■ **WHAT YOU HAVE TO DO**
Within the entries below, find the portion that opens with the line containing "(state × multiplier" and closes with the line containing "let old = self.state;". Retype that portion exactly and only.

■ **Items from a dataset**

//! Seeded random stream for accuracy rolls, effect rolls and tie-break shuffles.
//!
//! All randomness in a battle flows through one [`BattleRng`] owned by the
//! battle, so a battle is reproducible from its seed and its inputs.

/// Source of rolls consumed by the resolution engine and the scheduler.
pub trait RollSource {
    /// Next raw 32-bit value.
    fn next_u32(&mut self) -> u32;

    /// Uniform roll in `[0, 1)`.
    fn roll(&mut self) -> f32 {
        // 24 high bits map exactly onto the f32 mantissa.
        (self.next_u32() >> 8) as f32 / (1u32 << 24) as f32
    }

    /// Uniform index in `[0, bound)`. Returns 0 when `bound` is 0.
    fn below(&mut self, bound: usize) -> usize {
        if bound == 0 {
            return 0;
        }
        ((self.next_u32() as u64 * bound as u64) >> 32) as usize
    }

    /// Fisher-Yates shuffle.
    fn shuffle<T>(&mut self, items: &mut [T])
    where
        Self: Sized,
    {
        for i in (1..items.len()).rev() {
            let j = self.below(i + 1);
            items.swap(i, j);
        }
    }
}

/// PCG random number generator (Permuted Congruential Generator).
///
/// PCG-XSH-RR: 32-bit output from 64-bit state.
///
/// # Properties
///
/// - **Deterministic**: Same seed always produces the same stream
/// - **Fast**: Single multiply + xorshift + rotate
/// - **Small state**: Only 64 bits plus a draw counter
#[derive(Clone, Debug)]
pub struct BattleRng {
    state: u64,
    draws: u64,
}

impl BattleRng {
    /// PCG multiplier constant.
    const MULTIPLIER: u64 = 6364136223846793005;

    /// PCG increment constant.
    const INCREMENT: u64 = 1442695040888963407;

    pub fn new(seed: u64) -> Self {
        let mut rng = Self {
            state: 0,
            draws: 0,
        };
        rng.state = Self::pcg_step(seed.wrapping_add(Self::INCREMENT));
        rng
    }

    /// Number of values drawn so far.
    pub fn draws(&self) -> u64 {
        self.draws
    }

    /// `state' = (state × multiplier + increment) mod 2^64`
    #[inline]
    fn pcg_step(state: u64) -> u64 {
        state
            .wrapping_mul(Self::MULTIPLIER)
            .wrapping_add(Self::INCREMENT)
    }

    /// XSH-RR output permutation.
    #[inline]
    fn pcg_output(state: u64) -> u32 {
        let xorshifted = (((state >> 18) ^ state) >> 27) as u32;
        let rot = (state >> 59) as u32;
        xorshifted.rotate_right(rot)
    }
}

impl RollSource for BattleRng {
    fn next_u32(&mut self) -> u32 {
        let old = self.state;
        self.state = Self::pcg_step(old);
        self.draws += 1;
        Self::pcg_output(old)
    }
}
//! Combatant model.
//!
//! A combatant holds base stats, the active stance and modifiers, its health
//! and stamina pools, its scheduling delay and its side affiliation. All
//! derived values are recomputed on query.
//!
//! # Invariants
//!
//! - `alive` is false exactly when health reached zero
//! - a dead combatant carries no modifiers and receives no further effects

mod roster;

pub use roster::{CombatantSpec, Roster};

use std::fmt;

use crate::combat::Resistances;
use crate::stats::{
    ActiveModifier, BonusStack, ModifierApplication, ModifierSet, ResourceMeter, Stance,
    StatBlock, StatKind, TickReport,
};

/// Unique identifier for a combatant within one battle.
#[derive(Clone, Copy, Debug, PartialEq, Eq, PartialOrd, Ord, Hash)]
#[cfg_attr(feature = "serde", derive(serde::Serialize, serde::Deserialize))]
pub struct CombatantId(pub u32);

impl fmt::Display for CombatantId {
    fn fmt(&self, f: &mut fmt::Formatter<'_>) -> fmt::Result {
        write!(f, "#{}", self.0)
    }
}

/// Side affiliation.
#[derive(Clone, Copy, Debug, PartialEq, Eq, Hash, strum::Display)]
#[cfg_attr(feature = "serde", derive(serde::Serialize, serde::Deserialize))]
#[strum(serialize_all = "snake_case")]
pub enum Side {
    Player,
    Enemy,
    Neutral,
}

/// How a target relates to the combatant using an action.
#[derive(Clone, Copy, Debug, PartialEq, Eq)]
pub enum Relation {
    User,
    Ally,
    Enemy,
    Neutral,
}

/// Result of applying a damage figure.
#[derive(Clone, Copy, Debug, Default, PartialEq, Eq)]
pub struct DamageApplied {
    /// Health actually removed (negative when healed).
    pub dealt: i32,
    /// The combatant died from this application.
    pub died: bool,
}

/// Runtime state of one combatant.
#[derive(Clone, Debug, PartialEq)]
pub struct Combatant {
    id: CombatantId,
    name: String,
    side: Side,
    base: StatBlock,
    stance: Option<Stance>,
    resistances: Resistances,
    modifiers: ModifierSet,
    health: ResourceMeter,
    stamina: ResourceMeter,
    delay: f32,
    alive: bool,
}

impl Combatant {
    /// Builds a combatant from a roster entry.
    pub fn from_spec(id: CombatantId, spec: CombatantSpec) -> Self {
        let max_health = spec.stats.get(StatKind::MaxHealth).round().max(1.0) as i32;
        let max_stamina = spec.stats.get(StatKind::MaxStamina).round().max(0.0) as i32;
        let health = match spec.health {
            Some(current) => ResourceMeter::new(current, max_health),
            None => ResourceMeter::full(max_health),
        };

        Self {
            id,
            name: spec.name,
            side: spec.side,
            base: spec.stats,
            stance: spec.stance,
            resistances: spec.resistances,
            modifiers: ModifierSet::new(),
            alive: !health.is_empty(),
            health,
            stamina: ResourceMeter::full(max_stamina),
            delay: 0.0,
        }
    }

    pub fn id(&self) -> CombatantId {
        self.id
    }

    pub fn name(&self) -> &str {
        &self.name
    }

    pub fn side(&self) -> Side {
        self.side
    }

    #[inline]
    pub fn is_alive(&self) -> bool {
        self.alive
    }

    pub fn health(&self) -> ResourceMeter {
        self.health
    }

    pub fn stamina(&self) -> ResourceMeter {
        self.stamina
    }

    pub fn resistances(&self) -> &Resistances {
        &self.resistances
    }

    pub fn modifiers(&self) -> &ModifierSet {
        &self.modifiers
    }

    pub fn stance(&self) -> Option<&Stance> {
        self.stance.as_ref()
    }

    pub fn base_stats(&self) -> &StatBlock {
        &self.base
    }

    // ========================================================================
    // Derived Stats
    // ========================================================================

    /// Effective value of `stat`: base, then stance bonuses, then modifiers.
    pub fn stat(&self, stat: StatKind) -> f32 {
        let mut stack = BonusStack::new();
        if let Some(stance) = &self.stance {
            stack.extend(stance.bonuses_for(stat));
        }
        stack.extend(self.modifiers.stat_bonuses(stat));
        stack.apply_stat(self.base.get(stat))
    }

    /// Effective value of an optional stat reference.
    pub fn stat_ref(&self, stat: Option<StatKind>) -> Option<f32> {
        stat.map(|s| self.stat(s))
    }

    /// How `target` relates to this combatant.
    pub fn relation_to(&self, target: &Combatant) -> Relation {
        if self.id == target.id {
            Relation::User
        } else if self.side == target.side {
            Relation::Ally
        } else if target.side == Side::Neutral {
            Relation::Neutral
        } else {
            Relation::Enemy
        }
    }

    // ========================================================================
    // Mutation
    // ========================================================================

    /// Applies a signed damage figure: positive damages, negative heals.
    ///
    /// Dead combatants are unaffected. Reaching zero health kills the combatant
    /// and clears its modifiers.
    pub fn apply_damage(&mut self, amount: i32) -> DamageApplied {
        if !self.alive {
            return DamageApplied::default();
        }

        let dealt = self.health.drain(amount);
        let died = self.health.is_empty();
        if died {
            self.alive = false;
            self.modifiers.clear();
        }
        DamageApplied { dealt, died }
    }

    /// Spends stamina; returns false (and spends nothing) when the pool is short.
    pub fn spend_stamina(&mut self, amount: i32) -> bool {
        if amount > self.stamina.current {
            return false;
        }
        self.stamina.drain(amount);
        true
    }

    /// Shifts stamina by a signed amount (positive drains), clamped to the pool.
    pub fn shift_stamina(&mut self, amount: i32) -> i32 {
        self.stamina.drain(amount)
    }

    /// Adds a modifier. Returns `None` when the combatant is dead.
    pub fn apply_modifier(&mut self, modifier: ActiveModifier) -> Option<ModifierApplication> {
        self.alive.then(|| self.modifiers.apply(modifier))
    }

    /// Resolves one tick of modifiers and applies the net health change.
    pub fn tick_modifiers(&mut self) -> (TickReport, DamageApplied) {
        let report = self.modifiers.tick();
        let applied = self.apply_damage(report.health_delta);
        (report, applied)
    }

    pub fn set_stance(&mut self, stance: Option<Stance>) {
        self.stance = stance;
    }

    // ========================================================================
    // Scheduling
    // ========================================================================

    pub fn delay(&self) -> f32 {
        self.delay
    }

    pub fn set_delay(&mut self, delay: f32) {
        self.delay = delay.max(0.0);
    }

    pub fn add_delay(&mut self, delay: f32) {
        self.set_delay(self.delay + delay);
    }
}

#[cfg(test)]
mod tests {
    use super::*;
    use crate::stats::{Bonus, ModifierKind};

    fn fighter(side: Side) -> Combatant {
        Combatant::from_spec(CombatantId(0), CombatantSpec::new("fighter", side))
    }

    #[test]
    fn stance_and_modifiers_compose() {
        let mut c = Combatant::from_spec(
            CombatantId(0),
            CombatantSpec::new("fighter", Side::Player)
                .with_stance(Stance::new("guard").with_bonus(StatKind::Defense, Bonus::more(50.0))),
        );
        c.apply_modifier(ActiveModifier {
            source: CombatantId(1),
            kind: ModifierKind::Stat {
                stat: StatKind::Defense,
                bonus: Bonus::flat(10.0),
            },
            remaining: 2,
        });

        // (10 + 10) × 1.5
        assert_eq!(c.stat(StatKind::Defense), 30.0);
        assert_eq!(c.stat(StatKind::Attack), 10.0);
    }

    #[test]
    fn lethal_damage_kills_and_clears_modifiers() {
        let mut c = fighter(Side::Enemy);
        c.apply_modifier(ActiveModifier {
            source: CombatantId(1),
            kind: ModifierKind::Stat {
                stat: StatKind::Speed,
                bonus: Bonus::flat(1.0),
            },
            remaining: 3,
        });

        let applied = c.apply_damage(250);
        assert_eq!(applied.dealt, 100);
        assert!(applied.died);
        assert!(!c.is_alive());
        assert!(c.modifiers().is_empty());

        // Dead combatants are not healed back.
        assert_eq!(c.apply_damage(-50).dealt, 0);
        assert!(!c.is_alive());
    }

    #[test]
    fn healing_is_capped_at_maximum() {
        let mut c = fighter(Side::Player);
        c.apply_damage(30);
        assert_eq!(c.apply_damage(-50).dealt, -30);
        assert_eq!(c.health().current, 100);
    }

    #[test]
    fn stamina_is_not_overspent() {
        let mut c = fighter(Side::Player);
        assert!(c.spend_stamina(20));
        assert!(!c.spend_stamina(31));
        assert_eq!(c.stamina().current, 30);
    }

    #[test]
    fn relations_follow_sides() {
        let hero = fighter(Side::Player);
        let ally = Combatant::from_spec(CombatantId(1), CombatantSpec::new("ally", Side::Player));
        let foe = Combatant::from_spec(CombatantId(2), CombatantSpec::new("foe", Side::Enemy));
        let bystander =
            Combatant::from_spec(CombatantId(3), CombatantSpec::new("crowd", Side::Neutral));

        assert_eq!(hero.relation_to(&hero), Relation::User);
        assert_eq!(hero.relation_to(&ally), Relation::Ally);
        assert_eq!(hero.relation_to(&foe), Relation::Enemy);
        assert_eq!(hero.relation_to(&bystander), Relation::Neutral);
    }
}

■ **TASK RESPONSE**
    /// `state' = (state × multiplier + increment) mod 2^64`
    #[inline]
    fn pcg_step(state: u64) -> u64 {
        state
            .wrapping_mul(Self::MULTIPLIER)
            .wrapping_add(Self::INCREMENT)
    }

    /// XSH-RR output permutation.
    #[inline]
    fn pcg_output(state: u64) -> u32 {
        let xorshifted = (((state >> 18) ^ state) >> 27) as u32;
        let rot = (state >> 59) as u32;
        xorshifted.rotate_right(rot)
    }
}

impl RollSource for BattleRng {
    fn next_u32(&mut self) -> u32 {
        let old = self.state;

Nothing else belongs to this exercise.